■ THE PROBLEM: From the line containing "fn to_u32(len: usize, what: &str)" down to the last line of the records below, restate each line word for word and leave out the rest.

++++++++

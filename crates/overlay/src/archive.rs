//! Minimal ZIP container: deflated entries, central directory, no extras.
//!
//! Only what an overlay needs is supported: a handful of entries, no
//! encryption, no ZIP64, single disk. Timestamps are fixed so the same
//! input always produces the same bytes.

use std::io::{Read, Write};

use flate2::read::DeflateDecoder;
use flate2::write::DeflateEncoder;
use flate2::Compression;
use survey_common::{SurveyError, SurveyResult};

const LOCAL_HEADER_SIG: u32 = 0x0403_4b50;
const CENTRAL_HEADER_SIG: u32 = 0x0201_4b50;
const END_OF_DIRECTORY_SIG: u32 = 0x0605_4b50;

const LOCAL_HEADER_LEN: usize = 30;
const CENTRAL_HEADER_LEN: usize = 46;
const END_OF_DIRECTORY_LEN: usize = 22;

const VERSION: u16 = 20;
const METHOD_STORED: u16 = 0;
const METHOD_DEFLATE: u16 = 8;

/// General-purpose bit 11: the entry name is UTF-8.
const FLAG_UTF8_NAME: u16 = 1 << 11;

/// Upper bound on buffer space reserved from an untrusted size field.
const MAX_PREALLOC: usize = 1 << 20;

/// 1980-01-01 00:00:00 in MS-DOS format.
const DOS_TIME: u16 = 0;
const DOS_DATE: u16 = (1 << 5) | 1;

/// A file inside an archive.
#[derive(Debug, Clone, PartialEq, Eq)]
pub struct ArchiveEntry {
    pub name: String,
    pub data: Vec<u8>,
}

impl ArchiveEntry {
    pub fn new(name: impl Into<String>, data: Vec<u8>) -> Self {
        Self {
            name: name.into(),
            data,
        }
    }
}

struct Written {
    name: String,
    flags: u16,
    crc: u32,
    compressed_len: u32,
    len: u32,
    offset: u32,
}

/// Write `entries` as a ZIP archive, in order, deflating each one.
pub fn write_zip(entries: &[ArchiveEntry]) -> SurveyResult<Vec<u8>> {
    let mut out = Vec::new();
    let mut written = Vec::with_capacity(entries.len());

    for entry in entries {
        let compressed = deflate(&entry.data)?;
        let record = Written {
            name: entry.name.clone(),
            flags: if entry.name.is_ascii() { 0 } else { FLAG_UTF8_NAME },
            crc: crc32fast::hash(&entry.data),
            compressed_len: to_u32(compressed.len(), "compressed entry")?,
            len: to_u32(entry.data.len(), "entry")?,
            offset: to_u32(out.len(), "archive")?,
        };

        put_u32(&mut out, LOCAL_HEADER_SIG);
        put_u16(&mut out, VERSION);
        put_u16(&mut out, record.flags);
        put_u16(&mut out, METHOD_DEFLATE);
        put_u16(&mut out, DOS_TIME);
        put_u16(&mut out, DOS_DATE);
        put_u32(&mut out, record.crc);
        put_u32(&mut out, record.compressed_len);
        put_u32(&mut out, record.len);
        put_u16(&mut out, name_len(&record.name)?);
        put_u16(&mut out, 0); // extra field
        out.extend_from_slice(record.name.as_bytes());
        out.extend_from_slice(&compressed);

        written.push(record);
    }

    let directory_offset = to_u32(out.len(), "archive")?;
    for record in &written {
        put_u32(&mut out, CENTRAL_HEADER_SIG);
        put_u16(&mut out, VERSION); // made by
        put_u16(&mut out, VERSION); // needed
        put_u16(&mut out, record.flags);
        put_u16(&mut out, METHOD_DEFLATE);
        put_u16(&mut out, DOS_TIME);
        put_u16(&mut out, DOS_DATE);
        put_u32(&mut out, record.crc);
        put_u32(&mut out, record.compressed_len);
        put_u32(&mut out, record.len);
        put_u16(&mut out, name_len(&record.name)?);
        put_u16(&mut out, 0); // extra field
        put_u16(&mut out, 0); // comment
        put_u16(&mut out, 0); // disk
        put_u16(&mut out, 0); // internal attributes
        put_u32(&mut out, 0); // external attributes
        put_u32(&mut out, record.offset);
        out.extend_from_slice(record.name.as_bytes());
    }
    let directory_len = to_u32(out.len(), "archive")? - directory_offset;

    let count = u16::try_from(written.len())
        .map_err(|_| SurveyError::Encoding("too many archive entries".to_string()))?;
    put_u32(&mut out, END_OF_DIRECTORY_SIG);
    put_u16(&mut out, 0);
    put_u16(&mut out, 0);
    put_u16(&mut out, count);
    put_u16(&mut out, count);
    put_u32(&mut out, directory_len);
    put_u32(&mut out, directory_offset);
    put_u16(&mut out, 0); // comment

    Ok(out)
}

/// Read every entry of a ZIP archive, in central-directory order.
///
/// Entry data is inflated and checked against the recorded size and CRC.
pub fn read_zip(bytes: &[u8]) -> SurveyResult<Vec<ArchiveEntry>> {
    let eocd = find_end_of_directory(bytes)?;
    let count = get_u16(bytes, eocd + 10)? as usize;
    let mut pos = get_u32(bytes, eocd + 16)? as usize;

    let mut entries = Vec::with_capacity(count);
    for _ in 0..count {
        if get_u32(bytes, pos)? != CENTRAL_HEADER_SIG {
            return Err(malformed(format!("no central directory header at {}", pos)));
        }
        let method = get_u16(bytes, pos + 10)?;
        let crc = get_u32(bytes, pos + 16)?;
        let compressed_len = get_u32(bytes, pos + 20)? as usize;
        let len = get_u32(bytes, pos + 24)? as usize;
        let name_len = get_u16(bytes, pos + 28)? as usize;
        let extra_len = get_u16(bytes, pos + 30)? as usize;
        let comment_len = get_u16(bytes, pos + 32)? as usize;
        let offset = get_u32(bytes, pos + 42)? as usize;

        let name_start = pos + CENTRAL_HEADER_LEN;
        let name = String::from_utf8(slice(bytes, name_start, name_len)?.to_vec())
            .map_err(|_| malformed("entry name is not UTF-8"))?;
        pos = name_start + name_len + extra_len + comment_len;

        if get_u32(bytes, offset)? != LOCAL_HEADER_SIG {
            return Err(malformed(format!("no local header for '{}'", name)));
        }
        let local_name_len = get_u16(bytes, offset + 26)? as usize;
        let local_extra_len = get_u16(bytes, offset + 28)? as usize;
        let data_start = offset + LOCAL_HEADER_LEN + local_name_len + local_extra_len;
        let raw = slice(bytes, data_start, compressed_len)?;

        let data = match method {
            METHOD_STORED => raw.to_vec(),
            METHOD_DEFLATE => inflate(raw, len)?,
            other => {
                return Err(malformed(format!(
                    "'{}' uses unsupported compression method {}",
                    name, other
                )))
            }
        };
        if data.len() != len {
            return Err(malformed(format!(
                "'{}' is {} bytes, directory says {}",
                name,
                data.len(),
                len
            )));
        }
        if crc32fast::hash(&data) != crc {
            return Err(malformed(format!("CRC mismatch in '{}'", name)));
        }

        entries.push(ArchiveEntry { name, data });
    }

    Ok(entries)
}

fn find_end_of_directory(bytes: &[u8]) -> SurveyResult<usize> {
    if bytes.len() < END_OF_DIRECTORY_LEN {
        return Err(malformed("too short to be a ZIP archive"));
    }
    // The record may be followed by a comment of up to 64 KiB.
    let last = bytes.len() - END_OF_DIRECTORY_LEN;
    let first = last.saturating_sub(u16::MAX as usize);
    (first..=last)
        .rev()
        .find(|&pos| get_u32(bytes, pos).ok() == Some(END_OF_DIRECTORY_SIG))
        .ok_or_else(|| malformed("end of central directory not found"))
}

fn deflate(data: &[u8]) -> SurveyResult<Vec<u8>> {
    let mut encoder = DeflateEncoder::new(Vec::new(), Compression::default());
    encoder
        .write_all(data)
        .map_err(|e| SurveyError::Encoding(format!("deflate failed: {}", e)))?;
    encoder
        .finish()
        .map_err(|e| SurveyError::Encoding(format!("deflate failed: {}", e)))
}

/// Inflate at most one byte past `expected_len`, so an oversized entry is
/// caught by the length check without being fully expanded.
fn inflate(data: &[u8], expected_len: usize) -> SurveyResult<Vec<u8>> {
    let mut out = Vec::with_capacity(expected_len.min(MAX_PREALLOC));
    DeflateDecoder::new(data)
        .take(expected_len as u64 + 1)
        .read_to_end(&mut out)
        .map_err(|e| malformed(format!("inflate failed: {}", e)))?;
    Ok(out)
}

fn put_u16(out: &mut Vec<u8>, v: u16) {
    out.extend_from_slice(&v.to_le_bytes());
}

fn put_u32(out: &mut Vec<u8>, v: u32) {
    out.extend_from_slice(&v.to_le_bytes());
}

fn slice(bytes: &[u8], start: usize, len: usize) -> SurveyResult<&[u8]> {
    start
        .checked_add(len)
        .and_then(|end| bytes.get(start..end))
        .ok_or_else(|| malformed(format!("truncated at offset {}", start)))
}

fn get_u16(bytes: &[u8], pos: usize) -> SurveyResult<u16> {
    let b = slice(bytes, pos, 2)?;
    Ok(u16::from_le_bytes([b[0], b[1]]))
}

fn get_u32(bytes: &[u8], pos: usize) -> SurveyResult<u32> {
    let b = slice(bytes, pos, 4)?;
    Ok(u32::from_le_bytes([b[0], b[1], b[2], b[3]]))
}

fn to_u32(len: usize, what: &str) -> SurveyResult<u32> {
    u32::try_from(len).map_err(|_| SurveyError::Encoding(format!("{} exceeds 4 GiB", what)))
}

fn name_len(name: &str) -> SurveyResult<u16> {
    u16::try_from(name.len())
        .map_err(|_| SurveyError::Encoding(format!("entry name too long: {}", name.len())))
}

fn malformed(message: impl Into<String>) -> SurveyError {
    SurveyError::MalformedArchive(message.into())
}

++++++++

■ ANSWER BOX:
fn to_u32(len: usize, what: &str) -> SurveyResult<u32> {
    u32::try_from(len).map_err(|_| SurveyError::Encoding(format!("{} exceeds 4 GiB", what)))
}

fn name_len(name: &str) -> SurveyResult<u16> {
    u16::try_from(name.len())
        .map_err(|_| SurveyError::Encoding(format!("entry name too long: {}", name.len())))
}

fn malformed(message: impl Into<String>) -> SurveyError {
    SurveyError::MalformedArchive(message.into())
}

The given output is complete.